C'è una differenza sostanziale tra l'essere il vescovo dei poveri ed essere un vescovo povero. Jorge Maria Bergoglio, da ieri papa Francesco, è sempre stato un vescovo del secondo tipo. «Un uomo che vive molto poveramente», ha detto di lui un sacerdote romano che ha vissuto molti anni a Buenos Aires. Sullo stile di vita di Bergoglio affiorano tante piccole notizie che rivelano un profilo del tutto insolito per un uomo che comunque ha tra le mani tanto potere. Ma per Bergoglio la povertà, prima che una scelta, prima che l'esito di uno sforzo è un habitus. È una condizione in cui si trova molto meglio a proprio agio. In cui si sente libero, perché nella condizione di incontrare tutti, di muoversi senza le costrizioni di cermoniali e formalismi che ingessano ogni dinamica umana. Adesso che è stato eletto Papa, c'è da scommettere che non modificherà questo suo stile, come si è visto dalle prime piccole scelte, di apparire alla loggia delle Benedizioni senza paramenti e in semplice abito bianco; o a di aver spostato l'appuntamento con il sarto pontificio per andare a pregare a Santa Maria Maggiore.
C'è un secondo motivo che spiega lo stile di colui che, sino a tre giorni fa era arcivescovo di Buenos Aires: ed è la convinzione, paradossale per la logica del mondo, che la povertà sia anche la via per trovare una credibile felicità. «La felicità», aveva scritto in un articolo di qualche anno fa, «non è nelle nostre mani, e quindi risulta precaria, secondo gli schemi di chi crede di costruire la vita come un proprio progetto. È la felicità dei poveri, che ne godono come dono gratuito. La felicità di chi vive sempre sospeso alla speranza del Signore e proprio per questo è tranquillo». Per questo oggi Bergoglio, pur essendosi caricato sulle spalle un peso che potrebbe inquietare anche i cuori più forti e più battaglieri, invece si è mostrato al mondo con un volto lieto e con un aspetto forte e profondamente tranquillo.

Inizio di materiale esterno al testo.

use serde::{Deserialize, Serialize};

use crate::{
    constants::MAX_MESSAGE_SIZE,
    error::ProtocolError,
    handshake::{
        HandshakeRequest, HandshakeResponse, PolicyMismatchNotice, VersionIncompatibleNotice,
    },
    trust::{put_str, TrustFilterWire},
};

/// Application message envelope.
///
/// `to` is either a peer id (direct message) or a topic name.
/// `signature` covers `signing_bytes()`; `public_key` is the sender's raw
/// ed25519 key, from which receivers derive the sender's peer id.
#[derive(Debug, Clone, PartialEq, Eq, Serialize, Deserialize)]
pub struct AppMessage {
    pub id:         String,
    pub from:       String,
    pub to:         String,
    pub msg_type:   String,
    #[serde(with = "serde_bytes")]
    pub payload:    Vec<u8>,
    /// Unix milliseconds at the sender.
    pub timestamp:  u64,
    #[serde(default, with = "serde_bytes")]
    pub signature:  Option<Vec<u8>>,
    #[serde(default, with = "serde_bytes")]
    pub public_key: Option<Vec<u8>>,
}

impl AppMessage {
    pub fn new(
        id:        impl Into<String>,
        from:      impl Into<String>,
        to:        impl Into<String>,
        msg_type:  impl Into<String>,
        payload:   Vec<u8>,
        timestamp: u64,
    ) -> Self {
        Self {
            id:         id.into(),
            from:       from.into(),
            to:         to.into(),
            msg_type:   msg_type.into(),
            payload,
            timestamp,
            signature:  None,
            public_key: None,
        }
    }

    /// Canonical serialization of the semantic fields, in a fixed order.
    /// Signature and public key are excluded.
    pub fn signing_bytes(&self) -> Vec<u8> {
        let mut buf = Vec::with_capacity(self.payload.len() + 96);
        put_str(&mut buf, &self.id);
        put_str(&mut buf, &self.from);
        put_str(&mut buf, &self.to);
        put_str(&mut buf, &self.msg_type);
        buf.extend_from_slice(&(self.payload.len() as u32).to_be_bytes());
        buf.extend_from_slice(&self.payload);
        buf.extend_from_slice(&self.timestamp.to_be_bytes());
        buf
    }

    pub fn is_signed(&self) -> bool {
        self.signature.is_some() && self.public_key.is_some()
    }
}

/// Every message this layer puts on the wire.
///
/// Decoded once at the transport boundary; handlers match exhaustively.
#[derive(Debug, Clone, PartialEq, Serialize, Deserialize)]
#[serde(tag = "kind", content = "body", rename_all = "snake_case")]
pub enum WireMessage {
    HandshakeRequest(HandshakeRequest),
    HandshakeResponse(HandshakeResponse),
    VersionIncompatible(VersionIncompatibleNotice),
    PolicyMismatch(PolicyMismatchNotice),
    Application(AppMessage),
    TrustFilter(TrustFilterWire),
}

impl WireMessage {
    pub fn kind(&self) -> &'static str {
        match self {
            Self::HandshakeRequest(_)    => "HANDSHAKE_REQUEST",
            Self::HandshakeResponse(_)   => "HANDSHAKE_RESPONSE",
            Self::VersionIncompatible(_) => "VERSION_INCOMPATIBLE",
            Self::PolicyMismatch(_)      => "POLICY_MISMATCH",
            Self::Application(_)         => "APPLICATION",
            Self::TrustFilter(_)         => "TRUST_FILTER",
        }
    }

    pub fn to_cbor(&self) -> Result<Vec<u8>, ProtocolError> {
        let mut buf = Vec::new();
        ciborium::into_writer(self, &mut buf)
            .map_err(|e| ProtocolError::CborEncode(e.to_string()))?;
        if buf.len() > MAX_MESSAGE_SIZE {
            return Err(ProtocolError::MessageTooLarge { size: buf.len(), limit: MAX_MESSAGE_SIZE });
        }
        Ok(buf)
    }

    pub fn from_cbor(data: &[u8]) -> Result<Self, ProtocolError> {
        if data.len() > MAX_MESSAGE_SIZE {
            return Err(ProtocolError::MessageTooLarge { size: data.len(), limit: MAX_MESSAGE_SIZE });
        }
        ciborium::from_reader(data).map_err(|e| ProtocolError::CborDecode(e.to_string()))
    }
}

// ---------------------------------------------------------------------------
// Tests
// ---------------------------------------------------------------------------

#[cfg(test)]
mod tests {
    use super::*;
    use crate::version::ProtocolVersion;

    #[test]
    fn signing_bytes_exclude_signature() {
        let mut m = AppMessage::new("1", "a", "b", "chat", b"hi".to_vec(), 7);
        let before = m.signing_bytes();
        m.signature = Some(vec![9; 64]);
        m.public_key = Some(vec![8; 32]);
        assert_eq!(before, m.signing_bytes());
        assert!(m.is_signed());
    }

    #[test]
    fn signing_bytes_are_unambiguous() {
        // Moving a character across a field boundary must change the bytes.
        let a = AppMessage::new("1", "ab", "c", "t", vec![], 0);
        let b = AppMessage::new("1", "a", "bc", "t", vec![], 0);
        assert_ne!(a.signing_bytes(), b.signing_bytes());
    }

    #[test]
    fn application_message_survives_cbor() {
        let mut m = AppMessage::new("42", "peer-a", "topic/x", "chat", b"payload".to_vec(), 99);
        m.signature = Some(vec![1; 64]);
        let wire = WireMessage::Application(m.clone());
        let decoded = WireMessage::from_cbor(&wire.to_cbor().unwrap()).unwrap();
        assert_eq!(decoded, WireMessage::Application(m));
    }

    #[test]
    fn handshake_request_survives_cbor() {
        let req = WireMessage::HandshakeRequest(HandshakeRequest {
            protocol_version: ProtocolVersion::new(1, 2, 3),
            network_id:       "net".into(),
            timestamp:        5,
            policy_hash:      "ab".repeat(32),
        });
        let decoded = WireMessage::from_cbor(&req.to_cbor().unwrap()).unwrap();
        assert_eq!(decoded.kind(), "HANDSHAKE_REQUEST");
        assert_eq!(decoded, req);
    }

    #[test]
    fn garbage_is_a_decode_error() {
        assert!(matches!(
            WireMessage::from_cbor(&[0xff, 0x00, 0x13]),
            Err(ProtocolError::CborDecode(_))
        ));
    }

    #[test]
    fn oversized_input_is_rejected_before_decode() {
        let big = vec![0u8; MAX_MESSAGE_SIZE + 1];
        assert!(matches!(
            WireMessage::from_cbor(&big),
            Err(ProtocolError::MessageTooLarge { .. })
        ));
    }
}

C'è infine un terzo motivo che lega Bergoglio ai poveri: ed è la lotta alla povertà. Sembra una contraddizione rispetto a quello che abbiamo detto sin qui, ma non lo è. Bergoglio non ha ricette politiche, difficilmente lo vedremo produrre documenti di giudizio economico sociale. È un uomo pratico che ragiona per evidenze e quando vede, come ha detto nell'omelia recente del mercoledì delle Ceneri «tante famiglie, con ginocchia vacillanti, che continuano a far fronte alla vita senza trovare sostegno alcuno», non tace. Chiede alla politica di cambiare le sue priorità. Le cronache sono piene di scontri tra lui e Nestor e Cristina Kirchner, da decenni alla testa dell'Argentina e da lui apostrofati come «politici meschini e senza cuore» e più volte accusati di reggere un sistema fondato su una dilagante corruzione. Parla pubblicamente, denuncia: ma l'ultima delle sue intenzioni è poi quella di darsi una visione politica. A ciascuno la sua vocazione. E la vocazione di un vescovo - e anche di un papa - è quella di stare in mezzo al suo popolo per condividerne la vita, «nel segno di quella speranza che viene dal Signore che viene a trovare il suo popolo dappertutto». Tutto questo si traduce in un'attenzione appassionata alle condizioni di vita della gente. Così quando si è trattato di difendere le favelas argentine (le "villas miserias") dai "mercaderes de las tinieblas", i mercanti delle tenebre, cioè i trafficanti di droga, Bergoglio non si è tirato indietro. Ha incitato i suoi preti a lavorare anche nella prevenzione delle tossicodipendenze e nel reinserimento sociale dei ragazzi drogati, ad aprire comunità di recupero. Quando uno di questi suoi parroci ha subito le minacce fisiche dei trafficanti, ha alzato la voce pubblicamente, così da proteggerlo. Ma poi ha voluto sottolineare che anche agli spacciatori bisogna lasciar aperta una speranza. Non sanno il male che fanno. «Ma si caccia via qualcuno perché è cattivo?», disse in quell'occasione. «No, al contrario, lo si accoglie con più affetto. Ce lo ha insegnato Gesù». Abituiamoci ad avere a che fare con un Papa che è davvero dell'altro mondo.